Kultur

Diktatur in Syrien: Wenn das Verborgene ans Licht kommt | ABC-Z

Es sind wiederkehrende Bilder,
wenn Regime fallen. Man sieht Rebellen, Demonstrantinnen, Bürger in den
Gemächern des einstigen Diktators, man sieht die Befreiten aus den
Foltergefängnissen, die Gefängnisse selbst, die Geheimdienstzentralen. Man
sieht allgemein, neben den Jubelszenen auf den Straßen einer Hauptstadt, diesen
Moment, wo das Verborgene – Paläste und Knäste – plötzlich grell offenbar wird.
Ikonisch gar: die Schuhe der Imelda Marcos, der Papierwust der Stasi, die
güldene Habe Muammar al-Gaddafis, die Keller der Securitate, der private Vergnügungspark Viktor Janukowitschs. Und nun eben die Badehose Baschar al-Assads sowie die
grauenhaften Aufnahmen aus dem Gefängnis von Saidnaja. Gerade dieser Kontrast
birgt eine unumstößliche Wahrheit: Es war falsch, was war. Und was auch immer
nun darauf folgt, es ist richtig, dass es vorbei ist.

Über diese Wahrheit hinaus gibt
es allerdings recht wenige. Die Bilder verweisen in einer merkwürdigen
Tautologie auf einen Moment in der Geschichte, der bereits vorbei ist, wenn er
sichtbar wird. Darin liegt in erster Linie die Versicherung, dass es
tatsächlich so war wie vermutet. Auch das ist schließlich im Zeitalter dieser
Bilder längst gelernt: Wo man sie überhaupt nicht sieht, weil ein autoritärer
Staat Zugänge erfolgreich kontrolliert, liegt der Verdacht nahe, dass es dort besonders
schlimm zugeht, obszön, grausam und ungerecht. Doch führt das jetzt zu
irgendeinem dringlichen politischen Handeln – gegenüber China, Ägypten,
Saudi-Arabien, dem Iran, Russland gar? Führt es auch, um hier nicht wohlfeil
Verantwortung allein an die Exekutive abzuschieben, zu besonderer Empörung, zu öffentlichem
Handlungsdruck jenseits des rechten Reflexes, in jedes Land abschieben zu
wollen, in dem gerade eine Art Ruhe zu herrschen scheint?

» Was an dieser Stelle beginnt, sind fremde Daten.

/// Player configuration
use crate::error::{CliError, Result};
use explayer_playback::PlayerConfig;
use serde::{Deserialize, Serialize};
use std::path::{Path, PathBuf};
use std::time::Duration;

/// Config file read when no path is given
pub const DEFAULT_CONFIG_FILE: &str = "explayer.toml";

#[derive(Debug, Clone, Deserialize, Serialize)]
pub struct PlayerSettings {
    #[serde(default = "default_storage")]
    pub storage: StorageSettings,

    #[serde(default = "default_playback")]
    pub playback: PlaybackSettings,
}

#[derive(Debug, Clone, Deserialize, Serialize)]
pub struct StorageSettings {
    #[serde(default = "default_database_url")]
    pub database_url: String,

    #[serde(default = "default_session_file")]
    pub session_file: PathBuf,
}

#[derive(Debug, Clone, Deserialize, Serialize)]
pub struct PlaybackSettings {
    #[serde(default = "default_volume")]
    pub volume: u8,

    #[serde(default = "default_position_save_interval_secs")]
    pub position_save_interval_secs: u64,

    #[serde(default = "default_restore_playback")]
    pub restore_playback: bool,
}

impl PlayerSettings {
    /// Load configuration from file and environment
    ///
    /// `path` must exist when given; otherwise `explayer.toml` in the working
    /// directory is used if present. Environment variables prefixed with
    /// `EXPLAYER_` override file values, with `__` between nested keys
    /// (`EXPLAYER_PLAYBACK__VOLUME=40`).
    pub fn load(path: Option<&Path>) -> Result<Self> {
        let mut settings = config::Config::builder();

        match path {
            Some(path) => {
                settings = settings.add_source(config::File::from(path).required(true));
            }
            None => {
                let default_path = PathBuf::from(DEFAULT_CONFIG_FILE);
                if default_path.exists() {
                    settings = settings.add_source(config::File::from(default_path));
                }
            }
        }

        settings = settings.add_source(
            config::Environment::with_prefix("EXPLAYER")
                .prefix_separator("_")
                .separator("__")
                .try_parsing(true),
        );

        let config = settings.build()?;
        Ok(config.try_deserialize()?)
    }

    /// Validate configuration
    pub fn validate(&self) -> Result<()> {
        if self.playback.volume > 100 {
            return Err(CliError::Config(format!(
                "playback.volume must be 0-100, got {}",
                self.playback.volume
            )));
        }

        if self.storage.database_url.is_empty() {
            return Err(CliError::Config(
                "storage.database_url is required".to_string(),
            ));
        }

        Ok(())
    }

    /// Playback settings as the player takes them
    pub fn player_config(&self) -> PlayerConfig {
        PlayerConfig {
            volume: self.playback.volume,
            position_save_interval: Duration::from_secs(self.playback.position_save_interval_secs),
            restore_playback: self.playback.restore_playback,
        }
    }
}

impl StorageSettings {
    /// Filesystem path of the database, if the URL names one
    pub fn database_path(&self) -> Option<PathBuf> {
        let path = self
            .database_url
            .strip_prefix("sqlite://")
            .or_else(|| self.database_url.strip_prefix("sqlite:"))?;
        let path = path.split('?').next().unwrap_or(path);

        if path.is_empty() || path == ":memory:" {
            None
        } else {
            Some(PathBuf::from(path))
        }
    }
}

// Default values
fn data_dir() -> PathBuf {
    dirs::data_dir()
        .unwrap_or_else(|| PathBuf::from("."))
        .join("explayer")
}

fn default_storage() -> StorageSettings {
    StorageSettings {
        database_url: default_database_url(),
        session_file: default_session_file(),
    }
}

fn default_database_url() -> String {
    format!("sqlite://{}", data_dir().join("explayer.db").display())
}

fn default_session_file() -> PathBuf {
    data_dir().join("session.json")
}

fn default_playback() -> PlaybackSettings {
    PlaybackSettings {
        volume: default_volume(),
        position_save_interval_secs: default_position_save_interval_secs(),
        restore_playback: default_restore_playback(),
    }
}

fn default_volume() -> u8 {
    100
}

fn default_position_save_interval_secs() -> u64 {
    5
}

fn default_restore_playback() -> bool {
    true
}

impl Default for PlayerSettings {
    fn default() -> Self {
        Self {
            storage: default_storage(),
            playback: default_playback(),
        }
    }
}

Immerhin das führen die Bilder
nach Assads Sturz noch einmal so aktuell wie deutlich vor Augen: Ruhe ist kein
hinreichendes Kriterium für Sicherheit. Ein Land – oder zumindest Teile davon –
können noch so frei von akuten Kriegshandlungen, von Zusammenstößen und offener
oder offen kolportierter Polizeigewalt sein, es bleibt doch kreuzgefährlich für
die Bevölkerung, bleibt im Zweifel ein himmelschreiendes Unrechtsregime, in dem
die einen auf dem Rücken der anderen Macht und Pracht entfalten. Doch folgern
wir jetzt daraus, dass wir gerade dort genau hinschauen, im Zweifel auch
intervenieren, wo diese Friedhofsform der Ruhe herrscht, die zugleich
geopolitisch Stabilität verspricht? Im Iran einmarschieren, Ägypten
sanktionieren, China skandalisieren? Wohl kaum. Wir sind ja doch, gerade in der
Polykrise, froh über jede Weltregion, die keine Bilder produziert, oder wenn,
dann eben erst in dem Moment, wo diese Bilder keinen Handlungsimperativ mehr
beinhalten, sondern nur Beglaubigung des unproduktiv Gewussten.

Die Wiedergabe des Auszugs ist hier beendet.